> **Action item**
Nothing should differ. Repeat every record as written.

────────────────

pub mod transform;

pub use glam::{Mat4, Vec2, Vec3, Vec4};
pub use transform::{
    approx_eq, element, identity, perspective_deg, rotation_x_deg, rotation_y_deg,
    rotation_z_deg, scale, scale_uniform, translation, translation_of, translation_point,
    translation_vec,
};
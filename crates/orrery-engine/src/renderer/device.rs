//! Graphics device contract.
//!
//! The engine never talks to a graphics API directly. A host bridge (WebGL in
//! the browser) implements `GraphicsDevice`; tests use `RecordingDevice`.
//! Every call mutates global device state, exactly like the underlying API:
//! the bound program and texture persist until the next bind.

use glam::{Mat4, Vec3};

use crate::api::types::{AttributeLocation, MeshId, ProgramId, TextureId, UniformLocation};
use crate::error::{RenderError, ShaderError};
use crate::renderer::mesh::MeshData;

/// Blend equations the scene needs.
#[derive(Debug, Clone, Copy, PartialEq, Eq)]
pub enum BlendMode {
    /// `src * src_alpha + dst * (1 - src_alpha)`.
    Alpha,
}

/// Attribute slots to feed from an uploaded mesh for one draw.
/// `None` leaves the attribute disabled.
#[derive(Debug, Clone, Copy, Default, PartialEq, Eq)]
pub struct VertexAttributes {
    pub position: Option<AttributeLocation>,
    pub normal: Option<AttributeLocation>,
    pub texcoord: Option<AttributeLocation>,
}

pub trait GraphicsDevice {
    /// Compile and link a program from vertex/fragment source.
    fn compile_program(
        &mut self,
        label: &str,
        vertex_src: &str,
        fragment_src: &str,
    ) -> Result<ProgramId, ShaderError>;

    /// Look up a vertex attribute by name. `None` if the program has no such attribute.
    fn attribute_location(&self, program: ProgramId, name: &str) -> Option<AttributeLocation>;

    /// Look up a uniform by name. `None` if the program has no such uniform
    /// (including uniforms the compiler optimized out).
    fn uniform_location(&mut self, program: ProgramId, name: &str) -> Option<UniformLocation>;

    /// Upload interleaved vertex and index data once.
    fn upload_mesh(&mut self, mesh: &MeshData) -> Result<MeshId, RenderError>;

    fn set_viewport(&mut self, width: u32, height: u32);

    /// Clear colour and depth.
    fn clear(&mut self, color: [f32; 4]);

    fn use_program(&mut self, program: ProgramId);

    fn set_uniform_mat4(&mut self, location: UniformLocation, value: &Mat4);

    fn set_uniform_vec3(&mut self, location: UniformLocation, value: Vec3);

    fn set_uniform_f32(&mut self, location: UniformLocation, value: f32);

    fn set_uniform_i32(&mut self, location: UniformLocation, value: i32);

    /// Bind a texture to a unit. `None` unbinds (draws sample black).
    fn bind_texture(&mut self, unit: u32, texture: Option<TextureId>);

    /// Draw every index of an uploaded mesh as triangles.
    fn draw_indexed(&mut self, mesh: MeshId, attributes: &VertexAttributes);

    /// Enable blending with the given mode, or disable it with `None`.
    fn set_blend(&mut self, mode: Option<BlendMode>);
}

────────────────

> **Task result**
pub mod transform;

pub use glam::{Mat4, Vec2, Vec3, Vec4};
pub use transform::{
    approx_eq, element, identity, perspective_deg, rotation_x_deg, rotation_y_deg,
    rotation_z_deg, scale, scale_uniform, translation, translation_of, translation_point,
    translation_vec,
};
filename crates/orrery-engine/src/renderer/device.rs
//! Graphics device contract.
//!
//! The engine never talks to a graphics API directly. A host bridge (WebGL in
//! the browser) implements `GraphicsDevice`; tests use `RecordingDevice`.
//! Every call mutates global device state, exactly like the underlying API:
//! the bound program and texture persist until the next bind.

use glam::{Mat4, Vec3};

use crate::api::types::{AttributeLocation, MeshId, ProgramId, TextureId, UniformLocation};
use crate::error::{RenderError, ShaderError};
use crate::renderer::mesh::MeshData;

/// Blend equations the scene needs.
#[derive(Debug, Clone, Copy, PartialEq, Eq)]
pub enum BlendMode {
    /// `src * src_alpha + dst * (1 - src_alpha)`.
    Alpha,
}

/// Attribute slots to feed from an uploaded mesh for one draw.
/// `None` leaves the attribute disabled.
#[derive(Debug, Clone, Copy, Default, PartialEq, Eq)]
pub struct VertexAttributes {
    pub position: Option<AttributeLocation>,
    pub normal: Option<AttributeLocation>,
    pub texcoord: Option<AttributeLocation>,
}

pub trait GraphicsDevice {
    /// Compile and link a program from vertex/fragment source.
    fn compile_program(
        &mut self,
        label: &str,
        vertex_src: &str,
        fragment_src: &str,
    ) -> Result<ProgramId, ShaderError>;

    /// Look up a vertex attribute by name. `None` if the program has no such attribute.
    fn attribute_location(&self, program: ProgramId, name: &str) -> Option<AttributeLocation>;

    /// Look up a uniform by name. `None` if the program has no such uniform
    /// (including uniforms the compiler optimized out).
    fn uniform_location(&mut self, program: ProgramId, name: &str) -> Option<UniformLocation>;

    /// Upload interleaved vertex and index data once.
    fn upload_mesh(&mut self, mesh: &MeshData) -> Result<MeshId, RenderError>;

    fn set_viewport(&mut self, width: u32, height: u32);

    /// Clear colour and depth.
    fn clear(&mut self, color: [f32; 4]);

    fn use_program(&mut self, program: ProgramId);

    fn set_uniform_mat4(&mut self, location: UniformLocation, value: &Mat4);

    fn set_uniform_vec3(&mut self, location: UniformLocation, value: Vec3);

    fn set_uniform_f32(&mut self, location: UniformLocation, value: f32);

    fn set_uniform_i32(&mut self, location: UniformLocation, value: i32);

    /// Bind a texture to a unit. `None` unbinds (draws sample black).
    fn bind_texture(&mut self, unit: u32, texture: Option<TextureId>);

    /// Draw every index of an uploaded mesh as triangles.
    fn draw_indexed(&mut self, mesh: MeshId, attributes: &VertexAttributes);

    /// Enable blending with the given mode, or disable it with `None`.
    fn set_blend(&mut self, mode: Option<BlendMode>);
}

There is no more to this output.